[Extracted data Boundary: Start]
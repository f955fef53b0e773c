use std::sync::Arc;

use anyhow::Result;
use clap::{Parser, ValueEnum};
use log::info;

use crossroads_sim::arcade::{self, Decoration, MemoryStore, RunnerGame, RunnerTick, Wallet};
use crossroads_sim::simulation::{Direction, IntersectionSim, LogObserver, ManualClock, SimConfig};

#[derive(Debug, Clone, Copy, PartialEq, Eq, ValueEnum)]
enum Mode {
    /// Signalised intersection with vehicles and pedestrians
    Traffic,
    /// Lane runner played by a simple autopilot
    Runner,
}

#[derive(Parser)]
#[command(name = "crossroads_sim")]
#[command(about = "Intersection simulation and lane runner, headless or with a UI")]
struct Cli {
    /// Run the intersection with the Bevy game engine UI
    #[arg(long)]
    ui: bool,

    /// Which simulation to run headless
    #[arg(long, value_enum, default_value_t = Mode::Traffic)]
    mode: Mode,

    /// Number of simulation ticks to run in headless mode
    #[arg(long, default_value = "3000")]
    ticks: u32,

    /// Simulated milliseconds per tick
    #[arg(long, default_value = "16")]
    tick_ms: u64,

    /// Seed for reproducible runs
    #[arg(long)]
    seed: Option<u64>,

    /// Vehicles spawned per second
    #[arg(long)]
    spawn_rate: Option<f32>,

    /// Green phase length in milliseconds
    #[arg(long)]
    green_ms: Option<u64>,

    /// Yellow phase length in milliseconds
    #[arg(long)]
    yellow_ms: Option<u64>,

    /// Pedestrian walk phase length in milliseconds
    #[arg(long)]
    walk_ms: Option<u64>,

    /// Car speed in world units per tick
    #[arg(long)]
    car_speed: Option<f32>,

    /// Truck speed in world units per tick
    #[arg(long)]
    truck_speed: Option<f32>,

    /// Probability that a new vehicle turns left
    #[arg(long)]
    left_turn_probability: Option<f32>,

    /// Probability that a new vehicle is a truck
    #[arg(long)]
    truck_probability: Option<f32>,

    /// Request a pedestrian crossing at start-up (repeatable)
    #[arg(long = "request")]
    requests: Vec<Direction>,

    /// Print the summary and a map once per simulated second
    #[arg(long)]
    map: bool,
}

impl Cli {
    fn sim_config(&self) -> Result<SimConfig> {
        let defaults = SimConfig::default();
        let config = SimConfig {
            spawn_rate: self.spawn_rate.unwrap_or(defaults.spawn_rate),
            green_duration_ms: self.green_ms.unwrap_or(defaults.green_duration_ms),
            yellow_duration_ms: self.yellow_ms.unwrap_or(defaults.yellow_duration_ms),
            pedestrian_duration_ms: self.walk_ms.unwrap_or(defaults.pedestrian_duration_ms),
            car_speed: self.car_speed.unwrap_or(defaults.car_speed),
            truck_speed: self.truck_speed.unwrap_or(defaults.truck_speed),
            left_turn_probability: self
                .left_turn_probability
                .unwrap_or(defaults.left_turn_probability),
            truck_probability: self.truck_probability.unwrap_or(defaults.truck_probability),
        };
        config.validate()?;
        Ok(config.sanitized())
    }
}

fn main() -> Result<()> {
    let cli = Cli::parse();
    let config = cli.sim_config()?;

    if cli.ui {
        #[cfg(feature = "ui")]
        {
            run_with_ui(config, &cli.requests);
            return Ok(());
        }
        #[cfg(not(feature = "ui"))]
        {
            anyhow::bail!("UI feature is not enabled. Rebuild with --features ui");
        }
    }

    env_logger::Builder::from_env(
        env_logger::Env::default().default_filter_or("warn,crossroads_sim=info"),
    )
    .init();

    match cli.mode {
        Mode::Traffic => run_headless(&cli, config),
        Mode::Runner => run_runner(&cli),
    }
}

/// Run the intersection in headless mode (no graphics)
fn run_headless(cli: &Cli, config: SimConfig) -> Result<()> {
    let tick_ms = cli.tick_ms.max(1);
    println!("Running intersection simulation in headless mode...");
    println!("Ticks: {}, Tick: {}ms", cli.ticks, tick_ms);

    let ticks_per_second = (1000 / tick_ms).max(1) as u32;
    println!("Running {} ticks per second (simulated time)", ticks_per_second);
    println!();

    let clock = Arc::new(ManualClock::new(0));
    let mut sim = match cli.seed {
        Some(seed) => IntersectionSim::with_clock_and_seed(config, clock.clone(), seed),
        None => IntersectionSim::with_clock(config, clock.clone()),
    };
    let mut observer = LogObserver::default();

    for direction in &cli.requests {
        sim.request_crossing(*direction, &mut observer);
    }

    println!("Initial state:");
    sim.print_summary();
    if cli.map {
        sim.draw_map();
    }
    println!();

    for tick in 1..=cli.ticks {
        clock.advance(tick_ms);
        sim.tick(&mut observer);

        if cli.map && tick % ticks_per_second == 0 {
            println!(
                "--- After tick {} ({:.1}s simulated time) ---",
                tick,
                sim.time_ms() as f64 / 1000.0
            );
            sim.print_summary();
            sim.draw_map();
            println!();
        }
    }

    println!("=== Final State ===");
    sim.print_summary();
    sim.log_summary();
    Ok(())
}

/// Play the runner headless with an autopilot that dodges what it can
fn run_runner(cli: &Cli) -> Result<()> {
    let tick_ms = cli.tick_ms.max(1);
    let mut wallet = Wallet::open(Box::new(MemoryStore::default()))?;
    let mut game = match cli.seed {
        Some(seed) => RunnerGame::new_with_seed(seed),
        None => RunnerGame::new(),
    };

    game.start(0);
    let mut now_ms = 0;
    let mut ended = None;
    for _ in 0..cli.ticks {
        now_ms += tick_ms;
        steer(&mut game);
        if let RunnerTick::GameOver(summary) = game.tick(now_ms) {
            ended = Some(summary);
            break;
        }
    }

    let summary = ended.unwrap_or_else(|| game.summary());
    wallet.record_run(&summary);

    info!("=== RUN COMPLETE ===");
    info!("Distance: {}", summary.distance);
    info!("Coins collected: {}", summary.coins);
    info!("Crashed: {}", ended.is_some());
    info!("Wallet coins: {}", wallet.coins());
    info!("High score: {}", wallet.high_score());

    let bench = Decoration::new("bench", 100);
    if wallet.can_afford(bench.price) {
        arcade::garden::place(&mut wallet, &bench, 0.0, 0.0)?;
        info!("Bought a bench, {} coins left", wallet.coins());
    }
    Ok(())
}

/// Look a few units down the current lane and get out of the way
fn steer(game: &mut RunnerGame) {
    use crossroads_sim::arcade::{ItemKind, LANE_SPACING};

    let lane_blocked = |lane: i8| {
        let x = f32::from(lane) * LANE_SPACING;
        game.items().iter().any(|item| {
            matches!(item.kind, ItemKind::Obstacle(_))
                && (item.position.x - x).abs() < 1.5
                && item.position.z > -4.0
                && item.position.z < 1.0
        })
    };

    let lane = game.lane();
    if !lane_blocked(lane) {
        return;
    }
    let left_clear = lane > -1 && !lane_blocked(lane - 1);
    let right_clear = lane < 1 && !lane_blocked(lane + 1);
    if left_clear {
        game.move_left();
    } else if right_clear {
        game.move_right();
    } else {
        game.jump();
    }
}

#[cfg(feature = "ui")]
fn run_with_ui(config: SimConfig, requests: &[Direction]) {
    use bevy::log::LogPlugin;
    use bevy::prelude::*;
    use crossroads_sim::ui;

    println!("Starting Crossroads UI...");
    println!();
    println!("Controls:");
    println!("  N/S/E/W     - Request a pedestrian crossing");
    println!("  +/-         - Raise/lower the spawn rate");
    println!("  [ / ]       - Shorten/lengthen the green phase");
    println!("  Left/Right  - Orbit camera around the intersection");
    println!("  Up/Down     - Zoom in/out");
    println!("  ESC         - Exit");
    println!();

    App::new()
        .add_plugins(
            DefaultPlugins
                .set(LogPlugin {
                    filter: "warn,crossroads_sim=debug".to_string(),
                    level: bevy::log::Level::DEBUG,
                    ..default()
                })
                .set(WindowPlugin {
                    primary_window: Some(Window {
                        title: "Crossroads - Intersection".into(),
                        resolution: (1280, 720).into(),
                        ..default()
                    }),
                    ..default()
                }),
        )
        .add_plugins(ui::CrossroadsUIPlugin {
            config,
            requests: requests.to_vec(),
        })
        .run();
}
[Extracted data Boundary: End]
Problem description: Go through the listing above and copy each line in which the string "position" is found.

Exercise answer:
                && (item.position.x - x).abs() < 1.5
                && item.position.z > -4.0
                && item.position.z < 1.0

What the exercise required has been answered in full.